[Data shown]

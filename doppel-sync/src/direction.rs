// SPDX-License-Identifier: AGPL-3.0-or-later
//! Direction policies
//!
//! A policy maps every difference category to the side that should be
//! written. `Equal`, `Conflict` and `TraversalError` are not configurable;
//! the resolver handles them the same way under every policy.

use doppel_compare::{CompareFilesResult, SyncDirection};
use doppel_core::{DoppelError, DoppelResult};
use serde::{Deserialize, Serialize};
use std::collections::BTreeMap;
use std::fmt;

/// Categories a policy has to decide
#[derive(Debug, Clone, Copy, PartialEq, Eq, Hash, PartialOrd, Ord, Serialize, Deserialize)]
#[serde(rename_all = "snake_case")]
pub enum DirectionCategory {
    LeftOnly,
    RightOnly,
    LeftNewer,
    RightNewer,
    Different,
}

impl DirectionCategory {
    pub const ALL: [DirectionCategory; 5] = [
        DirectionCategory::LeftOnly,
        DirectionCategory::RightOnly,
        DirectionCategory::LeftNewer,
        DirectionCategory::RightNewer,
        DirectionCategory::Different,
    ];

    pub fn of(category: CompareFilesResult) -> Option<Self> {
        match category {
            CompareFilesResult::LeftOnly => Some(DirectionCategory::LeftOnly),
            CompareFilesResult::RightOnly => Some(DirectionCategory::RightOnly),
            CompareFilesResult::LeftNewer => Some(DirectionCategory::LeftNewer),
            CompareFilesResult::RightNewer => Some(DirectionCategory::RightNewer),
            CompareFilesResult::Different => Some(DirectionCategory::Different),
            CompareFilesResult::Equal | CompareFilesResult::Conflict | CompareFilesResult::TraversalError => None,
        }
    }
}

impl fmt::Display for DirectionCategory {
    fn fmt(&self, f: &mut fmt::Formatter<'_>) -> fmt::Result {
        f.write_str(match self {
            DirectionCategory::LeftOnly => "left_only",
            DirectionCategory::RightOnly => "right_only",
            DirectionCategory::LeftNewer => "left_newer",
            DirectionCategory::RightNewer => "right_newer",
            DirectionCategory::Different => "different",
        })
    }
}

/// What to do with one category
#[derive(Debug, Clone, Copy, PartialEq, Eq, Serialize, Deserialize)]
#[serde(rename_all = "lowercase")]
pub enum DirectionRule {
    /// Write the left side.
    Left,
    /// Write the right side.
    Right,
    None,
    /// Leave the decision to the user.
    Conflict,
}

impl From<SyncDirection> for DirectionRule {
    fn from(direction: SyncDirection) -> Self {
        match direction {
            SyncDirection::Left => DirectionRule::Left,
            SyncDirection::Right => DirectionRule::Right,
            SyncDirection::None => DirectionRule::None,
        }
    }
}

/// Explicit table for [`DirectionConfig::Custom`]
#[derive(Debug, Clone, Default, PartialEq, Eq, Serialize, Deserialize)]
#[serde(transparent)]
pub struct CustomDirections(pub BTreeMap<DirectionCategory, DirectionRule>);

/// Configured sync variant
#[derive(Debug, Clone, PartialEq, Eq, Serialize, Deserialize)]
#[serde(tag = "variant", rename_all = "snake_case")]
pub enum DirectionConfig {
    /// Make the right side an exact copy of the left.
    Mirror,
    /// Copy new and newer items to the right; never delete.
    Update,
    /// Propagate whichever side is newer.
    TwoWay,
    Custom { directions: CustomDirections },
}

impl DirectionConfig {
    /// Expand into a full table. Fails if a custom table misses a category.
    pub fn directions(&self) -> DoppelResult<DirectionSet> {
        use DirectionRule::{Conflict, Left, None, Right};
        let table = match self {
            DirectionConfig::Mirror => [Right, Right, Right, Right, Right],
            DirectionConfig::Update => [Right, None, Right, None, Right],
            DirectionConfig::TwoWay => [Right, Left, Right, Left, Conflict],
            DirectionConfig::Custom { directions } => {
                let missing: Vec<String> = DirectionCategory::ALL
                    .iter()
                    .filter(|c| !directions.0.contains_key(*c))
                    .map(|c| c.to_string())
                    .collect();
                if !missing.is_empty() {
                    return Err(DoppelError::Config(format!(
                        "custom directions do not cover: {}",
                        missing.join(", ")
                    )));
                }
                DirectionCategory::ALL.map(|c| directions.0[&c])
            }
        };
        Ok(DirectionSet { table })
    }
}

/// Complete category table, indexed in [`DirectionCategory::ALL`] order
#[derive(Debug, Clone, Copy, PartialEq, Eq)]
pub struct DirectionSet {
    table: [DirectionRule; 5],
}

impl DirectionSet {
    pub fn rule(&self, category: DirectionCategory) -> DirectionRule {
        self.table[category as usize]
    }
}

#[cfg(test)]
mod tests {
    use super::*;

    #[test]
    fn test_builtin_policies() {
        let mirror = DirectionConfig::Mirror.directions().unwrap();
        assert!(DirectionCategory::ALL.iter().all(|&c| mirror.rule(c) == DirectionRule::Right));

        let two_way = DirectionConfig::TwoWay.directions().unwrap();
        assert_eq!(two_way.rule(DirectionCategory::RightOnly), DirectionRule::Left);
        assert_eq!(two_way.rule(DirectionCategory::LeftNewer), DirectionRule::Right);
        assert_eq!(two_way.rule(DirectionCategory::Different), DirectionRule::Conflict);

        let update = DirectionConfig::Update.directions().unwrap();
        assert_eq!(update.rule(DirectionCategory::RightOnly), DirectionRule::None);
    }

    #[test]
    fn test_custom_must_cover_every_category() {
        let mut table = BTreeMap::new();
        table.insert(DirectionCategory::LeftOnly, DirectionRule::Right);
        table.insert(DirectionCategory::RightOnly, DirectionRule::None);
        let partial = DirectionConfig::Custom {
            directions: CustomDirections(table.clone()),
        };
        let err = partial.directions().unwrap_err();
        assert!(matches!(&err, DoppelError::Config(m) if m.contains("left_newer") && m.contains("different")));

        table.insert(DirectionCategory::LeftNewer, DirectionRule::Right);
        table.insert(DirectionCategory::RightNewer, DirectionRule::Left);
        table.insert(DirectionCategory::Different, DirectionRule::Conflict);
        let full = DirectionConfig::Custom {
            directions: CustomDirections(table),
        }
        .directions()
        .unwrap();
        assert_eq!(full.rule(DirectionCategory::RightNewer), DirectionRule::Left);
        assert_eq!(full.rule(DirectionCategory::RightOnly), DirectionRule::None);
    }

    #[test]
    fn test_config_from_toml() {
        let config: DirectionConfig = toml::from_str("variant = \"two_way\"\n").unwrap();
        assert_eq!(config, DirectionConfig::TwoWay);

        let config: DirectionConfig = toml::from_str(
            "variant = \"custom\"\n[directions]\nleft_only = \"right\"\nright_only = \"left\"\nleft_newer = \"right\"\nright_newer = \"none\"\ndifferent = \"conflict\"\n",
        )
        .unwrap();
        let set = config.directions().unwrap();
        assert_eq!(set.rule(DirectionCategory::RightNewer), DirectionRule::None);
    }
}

[/Data shown]
[Data shown]

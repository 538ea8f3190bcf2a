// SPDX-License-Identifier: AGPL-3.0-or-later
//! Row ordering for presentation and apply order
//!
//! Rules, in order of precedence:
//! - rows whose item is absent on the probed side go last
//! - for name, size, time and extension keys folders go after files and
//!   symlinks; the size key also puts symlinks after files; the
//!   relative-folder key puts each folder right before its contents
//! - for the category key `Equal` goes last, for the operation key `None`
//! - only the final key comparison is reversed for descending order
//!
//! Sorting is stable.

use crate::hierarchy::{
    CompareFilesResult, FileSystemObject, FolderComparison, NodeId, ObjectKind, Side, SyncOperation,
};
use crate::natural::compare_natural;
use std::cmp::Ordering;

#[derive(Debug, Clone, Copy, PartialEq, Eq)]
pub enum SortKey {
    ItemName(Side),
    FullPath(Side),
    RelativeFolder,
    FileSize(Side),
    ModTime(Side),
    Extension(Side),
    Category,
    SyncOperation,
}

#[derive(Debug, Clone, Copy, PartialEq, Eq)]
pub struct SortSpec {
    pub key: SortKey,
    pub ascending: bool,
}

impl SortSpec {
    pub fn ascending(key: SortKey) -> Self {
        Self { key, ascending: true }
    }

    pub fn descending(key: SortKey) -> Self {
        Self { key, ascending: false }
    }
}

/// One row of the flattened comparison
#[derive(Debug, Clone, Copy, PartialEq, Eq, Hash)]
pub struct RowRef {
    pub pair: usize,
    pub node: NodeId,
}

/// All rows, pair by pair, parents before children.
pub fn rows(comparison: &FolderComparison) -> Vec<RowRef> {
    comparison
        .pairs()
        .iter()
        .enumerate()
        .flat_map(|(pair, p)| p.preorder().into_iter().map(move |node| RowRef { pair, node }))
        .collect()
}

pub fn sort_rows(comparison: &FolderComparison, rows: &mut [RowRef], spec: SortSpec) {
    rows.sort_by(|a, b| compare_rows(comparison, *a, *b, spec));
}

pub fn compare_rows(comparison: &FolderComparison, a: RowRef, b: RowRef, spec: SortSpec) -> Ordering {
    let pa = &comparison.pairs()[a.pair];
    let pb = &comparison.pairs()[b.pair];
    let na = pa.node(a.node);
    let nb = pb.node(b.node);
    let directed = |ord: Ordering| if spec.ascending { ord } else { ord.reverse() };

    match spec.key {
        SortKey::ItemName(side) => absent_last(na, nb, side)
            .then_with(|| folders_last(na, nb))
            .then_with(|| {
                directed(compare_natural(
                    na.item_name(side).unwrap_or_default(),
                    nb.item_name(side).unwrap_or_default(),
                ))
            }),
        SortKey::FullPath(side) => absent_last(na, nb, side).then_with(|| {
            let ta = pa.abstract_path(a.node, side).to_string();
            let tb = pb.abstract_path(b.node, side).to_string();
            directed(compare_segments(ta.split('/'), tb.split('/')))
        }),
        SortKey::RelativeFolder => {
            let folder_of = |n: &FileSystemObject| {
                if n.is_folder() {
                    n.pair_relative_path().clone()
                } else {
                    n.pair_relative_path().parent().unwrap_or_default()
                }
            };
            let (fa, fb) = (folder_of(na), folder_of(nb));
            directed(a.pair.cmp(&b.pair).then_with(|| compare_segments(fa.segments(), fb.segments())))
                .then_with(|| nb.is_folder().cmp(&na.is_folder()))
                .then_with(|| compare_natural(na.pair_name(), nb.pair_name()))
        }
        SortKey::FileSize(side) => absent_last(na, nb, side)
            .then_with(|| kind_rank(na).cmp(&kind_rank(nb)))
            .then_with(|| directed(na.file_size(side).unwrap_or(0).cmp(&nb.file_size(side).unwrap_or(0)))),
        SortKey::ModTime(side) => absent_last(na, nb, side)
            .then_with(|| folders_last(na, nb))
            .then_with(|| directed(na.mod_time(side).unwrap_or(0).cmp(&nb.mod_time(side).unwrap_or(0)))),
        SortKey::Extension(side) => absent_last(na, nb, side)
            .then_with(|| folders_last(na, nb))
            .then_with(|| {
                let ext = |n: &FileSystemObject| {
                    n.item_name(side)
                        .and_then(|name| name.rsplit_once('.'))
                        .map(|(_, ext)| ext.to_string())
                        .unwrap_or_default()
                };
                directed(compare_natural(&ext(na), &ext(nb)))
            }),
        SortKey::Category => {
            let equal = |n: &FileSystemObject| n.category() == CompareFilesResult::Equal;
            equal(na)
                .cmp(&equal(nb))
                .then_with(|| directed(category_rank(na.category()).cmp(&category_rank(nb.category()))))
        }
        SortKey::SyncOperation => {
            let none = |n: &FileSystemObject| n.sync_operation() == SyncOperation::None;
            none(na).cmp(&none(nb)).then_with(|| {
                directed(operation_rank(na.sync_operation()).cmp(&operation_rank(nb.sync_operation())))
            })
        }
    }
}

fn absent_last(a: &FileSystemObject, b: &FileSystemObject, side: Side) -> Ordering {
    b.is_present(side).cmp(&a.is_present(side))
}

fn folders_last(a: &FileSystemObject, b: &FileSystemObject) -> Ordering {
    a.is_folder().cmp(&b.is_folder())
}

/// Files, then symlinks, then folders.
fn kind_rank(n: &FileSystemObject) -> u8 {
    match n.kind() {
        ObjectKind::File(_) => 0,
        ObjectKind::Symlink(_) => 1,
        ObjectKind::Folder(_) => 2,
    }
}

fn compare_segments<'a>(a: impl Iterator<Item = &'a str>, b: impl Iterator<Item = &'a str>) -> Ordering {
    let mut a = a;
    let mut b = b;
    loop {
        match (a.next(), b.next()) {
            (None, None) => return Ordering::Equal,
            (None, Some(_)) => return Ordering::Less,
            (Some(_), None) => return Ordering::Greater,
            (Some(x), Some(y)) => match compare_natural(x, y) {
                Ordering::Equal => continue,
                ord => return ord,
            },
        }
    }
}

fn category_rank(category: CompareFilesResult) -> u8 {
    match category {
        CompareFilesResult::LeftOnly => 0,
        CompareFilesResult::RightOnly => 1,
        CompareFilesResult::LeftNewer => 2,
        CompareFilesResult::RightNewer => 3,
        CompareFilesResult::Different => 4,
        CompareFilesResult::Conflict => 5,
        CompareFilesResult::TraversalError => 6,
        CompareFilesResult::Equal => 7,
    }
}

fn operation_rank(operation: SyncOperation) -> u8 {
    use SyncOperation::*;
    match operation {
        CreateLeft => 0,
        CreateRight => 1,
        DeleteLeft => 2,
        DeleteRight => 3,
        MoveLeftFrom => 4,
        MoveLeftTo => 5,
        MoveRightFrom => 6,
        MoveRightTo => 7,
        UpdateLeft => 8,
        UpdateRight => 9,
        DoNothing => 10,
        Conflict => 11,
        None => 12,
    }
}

[/Data shown]
[Data shown]

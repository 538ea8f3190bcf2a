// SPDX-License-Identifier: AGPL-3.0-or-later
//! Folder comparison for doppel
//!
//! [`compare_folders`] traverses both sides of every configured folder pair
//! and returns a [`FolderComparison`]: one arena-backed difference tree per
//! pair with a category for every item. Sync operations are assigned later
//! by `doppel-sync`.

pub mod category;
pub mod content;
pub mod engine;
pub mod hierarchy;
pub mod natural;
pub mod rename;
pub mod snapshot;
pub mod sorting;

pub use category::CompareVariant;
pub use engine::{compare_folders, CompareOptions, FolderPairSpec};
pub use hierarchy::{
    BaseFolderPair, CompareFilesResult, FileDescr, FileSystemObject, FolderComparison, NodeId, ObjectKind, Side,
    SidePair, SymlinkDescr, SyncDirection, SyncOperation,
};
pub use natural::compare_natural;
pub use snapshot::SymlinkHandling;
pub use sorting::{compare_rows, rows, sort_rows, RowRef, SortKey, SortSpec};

[/Data shown]

## [Work to be completed]
Using the material above, report each line where "directed" occurs.

## [Answer box]
    let directed = |ord: Ordering| if spec.ascending { ord } else { ord.reverse() };
                directed(compare_natural(
            directed(compare_segments(ta.split('/'), tb.split('/')))
            directed(a.pair.cmp(&b.pair).then_with(|| compare_segments(fa.segments(), fb.segments())))
            .then_with(|| directed(na.file_size(side).unwrap_or(0).cmp(&nb.file_size(side).unwrap_or(0)))),
            .then_with(|| directed(na.mod_time(side).unwrap_or(0).cmp(&nb.mod_time(side).unwrap_or(0)))),
                directed(compare_natural(&ext(na), &ext(nb)))
                .then_with(|| directed(category_rank(na.category()).cmp(&category_rank(nb.category()))))
                directed(operation_rank(na.sync_operation()).cmp(&operation_rank(nb.sync_operation())))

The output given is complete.